"Frederick Buechner, an acclaimed author and Presbyterian minister, has written, "Lust is the ape that gibbers in our loins. Tame him as we will by day, he rages all the wilder in our dreams by night. Just when we think we're safe from him, he raises up his ugly head and smirks, and there's no river in the world flows cold and strong enough to strike him down. Almighty God, why dost thou deck men out with such a loathsome toy?"

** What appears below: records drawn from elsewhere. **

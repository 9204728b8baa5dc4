//! Compliance issue aggregation.
//!
//! Merges the per-host issues of every check into one row per result, so a
//! check that failed on forty hosts becomes a single FAILED row listing all
//! forty hostnames and their configured values.

use crate::models::{AggregatedIssue, ComplianceIssue, ComplianceResult};
use std::collections::HashMap;
use tracing::debug;

/// Divisor used when padding FAILED rows, whatever the number of hosts.
pub const FAILED_PADDING_DIVISOR: usize = 2;

/// Aggregate issues into one row per (check name, PASSED|FAILED).
///
/// Issues with any other result are dropped. PASSED rows come before
/// FAILED rows for the same check.
pub fn aggregate(issues: &[ComplianceIssue], padded: bool) -> Vec<AggregatedIssue> {
    let mut aggregated = Vec::new();

    for (name, group) in group_by_name(issues) {
        let (passed, failed) = partition_by_result(&group);

        if !passed.is_empty() {
            let repeat = separator_repeat(&passed, passed.len(), padded);
            aggregated.push(merge(&passed, repeat));
        }

        if !failed.is_empty() {
            let repeat = separator_repeat(&failed, FAILED_PADDING_DIVISOR, padded);
            aggregated.push(merge(&failed, repeat));
        }

        debug!(
            "Aggregated {}: {} passed, {} failed, {} dropped",
            name,
            passed.len(),
            failed.len(),
            group.len() - passed.len() - failed.len()
        );
    }

    aggregated
}

/// Group issues by check name, keeping first-appearance order of names.
pub fn group_by_name(issues: &[ComplianceIssue]) -> Vec<(&str, Vec<&ComplianceIssue>)> {
    let mut index: HashMap<&str, usize> = HashMap::new();
    let mut grouped: Vec<(&str, Vec<&ComplianceIssue>)> = Vec::new();

    for issue in issues {
        let slot = *index.entry(issue.name.as_str()).or_insert_with(|| {
            grouped.push((issue.name.as_str(), Vec::new()));
            grouped.len() - 1
        });
        grouped[slot].1.push(issue);
    }

    grouped
}

/// Split a group into its PASSED and FAILED members.
pub fn partition_by_result<'a>(
    group: &[&'a ComplianceIssue],
) -> (Vec<&'a ComplianceIssue>, Vec<&'a ComplianceIssue>) {
    let passed = group
        .iter()
        .copied()
        .filter(|i| i.result == ComplianceResult::Passed)
        .collect();
    let failed = group
        .iter()
        .copied()
        .filter(|i| i.result == ComplianceResult::Failed)
        .collect();

    (passed, failed)
}

/// Number of newlines placed between successive entries of a merged cell.
///
/// Counts the newlines of the configured values joined by single newlines
/// and divides by `divisor`, rounding up. Always 1 when padding is off.
pub fn separator_repeat(issues: &[&ComplianceIssue], divisor: usize, padded: bool) -> usize {
    if !padded || divisor == 0 {
        return 1;
    }

    let embedded: usize = issues
        .iter()
        .map(|i| i.configured_value.matches('\n').count())
        .sum();
    let newlines = embedded + issues.len().saturating_sub(1);

    newlines.div_ceil(divisor).max(1)
}

fn merge(issues: &[&ComplianceIssue], repeat: usize) -> AggregatedIssue {
    let separator = "\n".repeat(repeat);
    let first = issues[0];

    AggregatedIssue {
        hostname: join(issues, &separator, |i| &i.hostname),
        name: first.name.clone(),
        configured_value: join(issues, &separator, |i| &i.configured_value),
        expected_value: first.expected_value.clone(),
        info: first.info.clone(),
        solution: first.solution.clone(),
        result: first.result.clone(),
        host_count: issues.len(),
    }
}

fn join<F>(issues: &[&ComplianceIssue], separator: &str, field: F) -> String
where
    F: Fn(&ComplianceIssue) -> &String,
{
    issues
        .iter()
        .map(|i| field(*i).as_str())
        .collect::<Vec<_>>()
        .join(separator)
}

"All of us can identify with Buechner's plaintive query. But some identify more deeply, more desperately, than others. They cry out for deliverance, but heaven seems to turn a deaf ear. They feel plagued by sexual temptation all the day and all the night. They reject adultery out of Christian conviction but feel driven to pale voyeurism to satisfy the inner craving. But rather than satisfy, it only serves to inflame the desires all the more, a little like leading a starving person past a bakery. Indulgence is followed by guilt and remorse, which is followed by more indulgence and more guilt and more remorse.

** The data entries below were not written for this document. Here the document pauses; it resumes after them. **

//! Data models for compliance results.
//!
//! This module contains the record types produced by the extractor and
//! the aggregator, plus the column layout shared by every output row.

use serde::{Deserialize, Serialize};
use std::fmt;

/// Placeholder written for any field the report does not provide.
pub const NOT_AVAILABLE: &str = "n/a";

/// Outcome of a single compliance check.
#[derive(Debug, Clone, PartialEq, Eq, Hash, Serialize, Deserialize)]
#[serde(from = "String", into = "String")]
pub enum ComplianceResult {
    Passed,
    Failed,
    Warning,
    Error,
    /// Anything else the scanner emitted, kept verbatim.
    Other(String),
}

impl fmt::Display for ComplianceResult {
    fn fmt(&self, f: &mut fmt::Formatter<'_>) -> fmt::Result {
        f.write_str(self.as_str())
    }
}

impl ComplianceResult {
    /// Returns the result as it is spelled in the report.
    pub fn as_str(&self) -> &str {
        match self {
            ComplianceResult::Passed => "PASSED",
            ComplianceResult::Failed => "FAILED",
            ComplianceResult::Warning => "WARNING",
            ComplianceResult::Error => "ERROR",
            ComplianceResult::Other(s) => s,
        }
    }
}

impl From<&str> for ComplianceResult {
    fn from(s: &str) -> Self {
        match s {
            "PASSED" => ComplianceResult::Passed,
            "FAILED" => ComplianceResult::Failed,
            "WARNING" => ComplianceResult::Warning,
            "ERROR" => ComplianceResult::Error,
            other => ComplianceResult::Other(other.to_string()),
        }
    }
}

impl From<String> for ComplianceResult {
    fn from(s: String) -> Self {
        ComplianceResult::from(s.as_str())
    }
}

impl From<ComplianceResult> for String {
    fn from(result: ComplianceResult) -> Self {
        result.as_str().to_string()
    }
}

/// One compliance finding for one host on one check.
#[derive(Debug, Clone, PartialEq, Eq, Serialize, Deserialize)]
pub struct ComplianceIssue {
    /// Name of the scanned host.
    pub hostname: String,
    /// Title of the compliance check.
    pub name: String,
    /// Value found on the host.
    pub configured_value: String,
    /// Value required by the policy, without the `expect: ` prefix.
    pub expected_value: String,
    /// Free-text description of the check.
    pub info: String,
    /// Remediation advice; always the placeholder for passed checks.
    pub solution: String,
    /// Outcome of the check.
    pub result: ComplianceResult,
}

impl ComplianceIssue {
    /// Builds an issue, dropping the solution text when the check passed.
    pub fn new(
        hostname: String,
        name: String,
        configured_value: String,
        expected_value: String,
        info: String,
        solution: String,
        result: ComplianceResult,
    ) -> Self {
        let solution = if result == ComplianceResult::Passed {
            NOT_AVAILABLE.to_string()
        } else {
            solution
        };

        Self {
            hostname,
            name,
            configured_value,
            expected_value,
            info,
            solution,
            result,
        }
    }
}

/// One merged row per (check name, result) pair.
///
/// `hostname` and `configured_value` hold the newline-joined values of every
/// contributing issue; the remaining columns come from the first member.
#[derive(Debug, Clone, PartialEq, Eq, Serialize)]
pub struct AggregatedIssue {
    pub hostname: String,
    pub name: String,
    pub configured_value: String,
    pub expected_value: String,
    pub info: String,
    pub solution: String,
    pub result: ComplianceResult,
    /// Number of issues merged into this row.
    pub host_count: usize,
}

/// Column layout of the delimited output.
#[derive(
    Debug, Clone, Copy, PartialEq, Eq, Default, Serialize, Deserialize, clap::ValueEnum,
)]
#[serde(rename_all = "kebab-case")]
pub enum ColumnOrder {
    /// Host, Check Name, Configured Value, ...
    #[default]
    HostFirst,
    /// Check Name, Host, Configured Value, ...
    CheckFirst,
}

impl ColumnOrder {
    /// Returns the header row for this layout.
    pub fn headers(self) -> [&'static str; 7] {
        let [first, second] = self.arrange("Host", "Check Name");
        [
            first,
            second,
            "Configured Value",
            "Expected Value",
            "Info",
            "Solution",
            "Result",
        ]
    }

    fn arrange<'a>(self, host: &'a str, name: &'a str) -> [&'a str; 2] {
        match self {
            ColumnOrder::HostFirst => [host, name],
            ColumnOrder::CheckFirst => [name, host],
        }
    }
}

/// A record that can be written as one output row.
pub trait ComplianceRow {
    fn check_name(&self) -> &str;

    /// Returns the seven cells in the given column order.
    fn cells(&self, order: ColumnOrder) -> [&str; 7];
}

impl ComplianceRow for ComplianceIssue {
    fn check_name(&self) -> &str {
        &self.name
    }

    fn cells(&self, order: ColumnOrder) -> [&str; 7] {
        let [first, second] = order.arrange(&self.hostname, &self.name);
        [
            first,
            second,
            &self.configured_value,
            &self.expected_value,
            &self.info,
            &self.solution,
            self.result.as_str(),
        ]
    }
}

impl ComplianceRow for AggregatedIssue {
    fn check_name(&self) -> &str {
        &self.name
    }

    fn cells(&self, order: ColumnOrder) -> [&str; 7] {
        let [first, second] = order.arrange(&self.hostname, &self.name);
        [
            first,
            second,
            &self.configured_value,
            &self.expected_value,
            &self.info,
            &self.solution,
            self.result.as_str(),
        ]
    }
}

/// Per-result tally of a set of issues.
#[derive(Debug, Clone, Copy, Default, PartialEq, Eq, Serialize)]
pub struct ResultCounts {
    pub total: usize,
    pub passed: usize,
    pub failed: usize,
    pub warning: usize,
    pub error: usize,
    pub other: usize,
}

impl ResultCounts {
    /// Creates a tally from a list of issues.
    pub fn from_issues(issues: &[ComplianceIssue]) -> Self {
        let mut counts = Self {
            total: issues.len(),
            ..Self::default()
        };

        for issue in issues {
            match issue.result {
                ComplianceResult::Passed => counts.passed += 1,
                ComplianceResult::Failed => counts.failed += 1,
                ComplianceResult::Warning => counts.warning += 1,
                ComplianceResult::Error => counts.error += 1,
                ComplianceResult::Other(_) => counts.other += 1,
            }
        }

        counts
    }
}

"We must be slow to condemn and quick to listen to all who are plagued by lust. The temptations are great in our sex-soaked culture. The distortion of our sexuality into lust can take a very tangled, twisted route. Only by the grace of God and the loving support of the Christian fellowship can our lust-inflamed sexuality be straightened upright again."
-Richard J. Foster, The Challenged of the Disciplined Life, p. 104.